TIMOTHY J. CAVAN UNITED STATES MAGISTRATE JUDGE
Plaintiff Employers Mutual Casualty Company (“EMC”) brought this action against Defendants S.D. Helgeson, Inc., d/b/a Stan Helgeson Homes; SRKM, Inc., d/b/a/ Helgeson Homes (collectively “Helgeson”); and Does 1-5, seeking declaratory judgment on insurance coverage for claims brought against Helgeson by Intervenor Defendants Stephen and Marilyn Kramer (“Kramers”) in the Montana Thirteenth Judicial District Court for Yellowstone County (“underlying suit”). (Doc. 1.) In the underlying suit, Kramers seek to recover for property damage to their home in the Falcon Ridge subdivision in Billings, Montana, allegedly resulting from Helgeson's negligent construction. (Id. at ¶ 10.) EMC seeks declaratory judgment under the Declaratory Judgments Act, 28 U.S.C. § 2201, that it has no duty to defend nor an obligation to indemnify Helgeson in the underlying suit. (Id. at ¶ 2.)

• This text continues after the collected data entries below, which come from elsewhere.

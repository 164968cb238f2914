mod cmd;
mod output;
mod root;

use clap::{Parser, Subcommand};
use cmd::{artifact::ArtifactSubcommand, config::ConfigSubcommand};
use std::path::PathBuf;

#[derive(Parser)]
#[command(
    name = "bizos",
    about = "AI Business OS wizard — track phase progress from idea to growth",
    version,
    propagate_version = true
)]
struct Cli {
    /// Project root (default: auto-detect from .bizos/)
    #[arg(long, global = true, env = "BIZOS_ROOT")]
    root: Option<PathBuf>,

    /// Output as JSON
    #[arg(long, global = true, short = 'j')]
    json: bool,

    #[command(subcommand)]
    command: Commands,
}

#[derive(Subcommand)]
enum Commands {
    /// Initialize a wizard workspace in the current directory
    Init,

    /// Show progress for every phase
    Status,

    /// Show the recommended next phase
    Next,

    /// Mark a phase complete (phase1..phase5 or 1..5)
    Complete {
        phase: String,
        /// Mark the phase incomplete instead
        #[arg(long)]
        undo: bool,
    },

    /// Clear all phase progress
    Reset,

    /// Choose a business idea from a generation result
    Select {
        /// Business state JSON (founder, ideas, createdAt)
        #[arg(long)]
        business: PathBuf,
        /// Idea id to select (omit to list ideas)
        #[arg(long)]
        idea: Option<String>,
    },

    /// Show the current selection
    Selection,

    /// Manage generated phase outputs
    Artifact {
        #[command(subcommand)]
        subcommand: ArtifactSubcommand,
    },

    /// Follow progress changes from this and other processes
    Watch,

    /// Inspect and validate configuration
    Config {
        #[command(subcommand)]
        subcommand: ConfigSubcommand,
    },
}

fn main() {
    let cli = Cli::parse();

    let default_level = match &cli.command {
        Commands::Watch => tracing::Level::INFO,
        _ => tracing::Level::WARN,
    };

    tracing_subscriber::fmt()
        .with_env_filter(
            tracing_subscriber::EnvFilter::from_default_env().add_directive(default_level.into()),
        )
        .with_target(false)
        .with_writer(std::io::stderr)
        .init();

    let root = root::resolve_root(cli.root.as_deref());

    let result = match cli.command {
        Commands::Init => cmd::init::run(&root),
        Commands::Status => cmd::status::run(&root, cli.json),
        Commands::Next => cmd::next::run(&root, cli.json),
        Commands::Complete { phase, undo } => cmd::complete::run(&root, &phase, !undo, cli.json),
        Commands::Reset => cmd::complete::reset(&root, cli.json),
        Commands::Select { business, idea } => {
            cmd::select::run(&root, &business, idea.as_deref(), cli.json)
        }
        Commands::Selection => cmd::select::show(&root, cli.json),
        Commands::Artifact { subcommand } => cmd::artifact::run(&root, subcommand, cli.json),
        Commands::Watch => cmd::watch::run(&root, cli.json),
        Commands::Config { subcommand } => cmd::config::run(&root, subcommand, cli.json),
    };

    if let Err(e) = result {
        // Print the full error chain (anyhow's alternate Display)
        eprintln!("error: {e:#}");
        std::process::exit(1);
    }
}
use crate::error::Result;
use std::io::Write;
use std::path::Path;
use tempfile::NamedTempFile;

/// Atomically write `data` to `path` using a tempfile in the same directory.
/// Readers in other processes see either the old or the new file, never a torn one.
pub fn atomic_write(path: &Path, data: &[u8]) -> Result<()> {
    if let Some(parent) = path.parent() {
        std::fs::create_dir_all(parent)?;
    }
    let dir = path.parent().unwrap_or(Path::new("."));
    let mut tmp = NamedTempFile::new_in(dir)?;
    tmp.write_all(data)?;
    tmp.persist(path).map_err(|e| e.error)?;
    Ok(())
}

/// Create a directory and all parents, idempotent.
pub fn ensure_dir(path: &Path) -> Result<()> {
    std::fs::create_dir_all(path)?;
    Ok(())
}

/// Write a file only if it does not already exist. Returns true if written.
pub fn write_if_missing(path: &Path, data: &[u8]) -> Result<bool> {
    if path.exists() {
        return Ok(false);
    }
    atomic_write(path, data)?;
    Ok(true)
}

#[cfg(test)]
mod tests {
    use super::*;
    use tempfile::TempDir;

    #[test]
    fn atomic_write_creates_file() {
        let dir = TempDir::new().unwrap();
        let path = dir.path().join("store.json");
        atomic_write(&path, b"{}").unwrap();
        assert_eq!(std::fs::read_to_string(&path).unwrap(), "{}");
    }

    #[test]
    fn atomic_write_creates_parents() {
        let dir = TempDir::new().unwrap();
        let path = dir.path().join(".bizos/nested/store.json");
        atomic_write(&path, b"{}").unwrap();
        assert!(path.exists());
    }

    #[test]
    fn atomic_write_replaces_existing() {
        let dir = TempDir::new().unwrap();
        let path = dir.path().join("store.json");
        atomic_write(&path, b"old").unwrap();
        atomic_write(&path, b"new").unwrap();
        assert_eq!(std::fs::read_to_string(&path).unwrap(), "new");
    }

    #[test]
    fn write_if_missing_skips_existing() {
        let dir = TempDir::new().unwrap();
        let path = dir.path().join("config.yaml");
        std::fs::write(&path, b"original").unwrap();
        let written = write_if_missing(&path, b"new").unwrap();
        assert!(!written);
        assert_eq!(std::fs::read_to_string(&path).unwrap(), "original");
    }
}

Presently before the Court are three motions. First, EMC seeks summary judgment on insurance coverage for Kramers' claims against Helgeson in the underlying suit. (Doc. 30.) Second, Kramers move to dismiss EMC's claim under the Wilton/Brillhart abstention doctrine or, in the alternative, to stay the instant action pending the outcome of the underlying suit. (Doc. 41.) Third, Kramers have filed a motion for a status conference. (Doc. 49.) The motions are fully briefed and are ripe for review. Because Kramers' motion requests the Court to decline discretionary jurisdiction under the Declaratory Judgments Act, Kramers' motion will be addressed first.
I. Factual Background
Helgeson built a new home at 3113 Peregrine Lane in the Falcon Ridge subdivision in Billings, Montana, in 2015, which the Kramers then purchased on March 1, 2016. (Doc. 22 at ¶¶ 1-2.) At the time, EMC insured Helgeson under an annual Commercial General Liability Policy (No. 4D2-51-70-16) (“Policy”). The first policy period became effective on December 5, 2009, and the final policy period ended December 5, 2016. (Id. at ¶ 5.)
Sometime in 2018, the Kramers allege they discovered issues with their home, such as doors sticking, cracks forming on drywall, and molding and tub/showers pulling away from the walls. (Doc. 30-2 at 6.) The Kramers thus hired Quentin Eggart, P.E., of Eggart Engineering, to perform a structural review of the home. (Docs. 30-2 at 15-16; 30-3 at ¶ 9.) Eggart found different elevations throughout the interior and peripheral walls, and concluded it was the result of “settlement of the subgrade of the home.” (Docs. 30-2 at 15; 30-3 at ¶¶ 9-10.) Eggart postulated that the structural fill was consolidating or that the soil underlying the structural fill was consolidating, and recommended mitigation by way of deep foundation piers to stop further settlement of the home. (Docs. 30-2 at 15; 30-3 at ¶ 10.)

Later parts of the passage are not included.